Integrated Weather Information and Plume Measurement
A fully integrated, wireless, portable weather station is another critical component of the system solution. The weather station must be able to be set up in seconds to provide on-site integrated weather information. An integrated weather station, real-time wireless gas monitoring, and GPS combine with mapping and computation algorithms to enable true plume measurement, as opposed to traditional plume modeling.
The key difference between plume modeling and plume measurement is the ability to "back-calculate" the chemical release rate based on measured weather and gas level information. Traditional modeling solutions such as ALOHA have required first responders to know the chemical release rate, something that is often difficult to estimate. A modern system asks the first responder for only the time and location of the release and the chemical that is released. It uses the weather and gas detection information to calculate and display concentrations, the extent of the plume, indoor infiltration, and other key decision-making information.
In action, several wireless gas monitors are deployed around a large area and their readings are monitored from a central location. A wireless, portable weather station is deployed to provide real-time weather information. The data from the gas monitors and the weather station are linked to the plume measurement system operating in the base station PC. The plume measurement system uses this information to measure the plume concentration information and then displays it on a scalable map. This aids in shelter-in-place and evacuation decisions.
Data Portability: A Powerful New Approach
Fixed sensing networks often have provided data portability, but portable, ad hoc networks have never before been able to have their data displayed remotely. With the rapid deployment hazardous environment detection system, measurements from multiple sensors are transmitted by a wireless network to one location where they can not only be viewed on one computer, but also transmitted to other locations worldwide, via the Internet, for simultaneous viewing. This provides enhanced safety for the responders, who can set sensors in place and move to a safer location, plus, it allows experts at multiple remote locations to assist in monitoring and decision-making.
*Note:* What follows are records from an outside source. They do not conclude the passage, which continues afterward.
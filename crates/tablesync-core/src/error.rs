//! Domain error types.

use thiserror::Error;

use crate::id::{ConnectionId, SessionId};

/// Top-level domain error type.
///
/// Every variant is reported to the originating connection only, as an
/// `error` event carrying [`DomainError::code`]. None of them is fatal to
/// the process.
#[derive(Debug, Error)]
pub enum DomainError {
    /// Malformed or out-of-enum payload.
    #[error("validation error: {0}")]
    Validation(String),

    /// The connection acted on a session it never joined.
    #[error("not a member of session {0}")]
    NotAMember(SessionId),

    /// The connection is already bound to a session.
    #[error("already in session {0}")]
    AlreadyInSession(SessionId),

    /// Advantage and disadvantage were requested together.
    #[error("advantage and disadvantage are mutually exclusive")]
    ConflictingModifier,

    /// A combat transition was requested from the wrong state.
    #[error("invalid transition: {0}")]
    InvalidTransition(String),

    /// The storage collaborator has no record of the session.
    #[error("session not found: {0}")]
    SessionNotFound(SessionId),

    /// The connection is not (or no longer) registered.
    #[error("connection not found: {0}")]
    ConnectionNotFound(ConnectionId),

    /// The connection exceeded its inbound message budget.
    #[error("rate limit exceeded")]
    RateLimited,

    /// An unexpected fault in a collaborator or in internal plumbing.
    #[error("infrastructure error: {0}")]
    Infrastructure(String),
}

impl DomainError {
    /// Machine-readable error code sent to clients.
    #[must_use]
    pub fn code(&self) -> &'static str {
        match self {
            Self::Validation(_) => "VALIDATION_ERROR",
            Self::NotAMember(_) => "NOT_A_MEMBER",
            Self::AlreadyInSession(_) => "ALREADY_IN_SESSION",
            Self::ConflictingModifier => "CONFLICTING_MODIFIER",
            Self::InvalidTransition(_) => "INVALID_TRANSITION",
            Self::SessionNotFound(_) => "SESSION_NOT_FOUND",
            Self::ConnectionNotFound(_) => "CONNECTION_NOT_FOUND",
            Self::RateLimited => "RATE_LIMITED",
            Self::Infrastructure(_) => "INTERNAL_FAILURE",
        }
    }

    /// Message safe to show a client. Infrastructure details stay in the logs.
    #[must_use]
    pub fn client_message(&self) -> String {
        match self {
            Self::Infrastructure(_) => "internal failure, please retry".to_owned(),
            other => other.to_string(),
        }
    }
}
Data portability provides instantaneous situational awareness in an Incident Command (IC) center. It also facilitates sensor "fusion" by providing the ability to employ multiple sensors to deliver a broad range of protection. By having all sensor data in one place, the incident commander can alert downrange personnel to hazardous environments while the downrange personnel remain mission-focused on their operational tasks. In addition, data can be stored for later review and for future training purposes.
Modern rapid deployment systems leverage the power of the Internet to aggregate multiple wireless networks, allowing access to critical information in real time from any location in the world. Because the data are truly portable, multiple viewers can simultaneously see and share current as well as historical data via a standard Web browser on any computer.
The transition from "one man, one meter" to "mission control" is well under way. Modern rapid deployment hazardous environment detection systems have been in use for a number of years and have become widely accepted in the hazmat community in North America. Their proven performance in incident after incident has established their place in the first responder's "toolbox."
They have moved beyond the first responder application and into refineries and industrial plants, and they are currently used to protect people at many public venues. They have successfully changed the way in which we respond to many emergencies and will continue to change response procedures in the future.
This article appeared in the January 2006 issue of Occupational Health & Safety.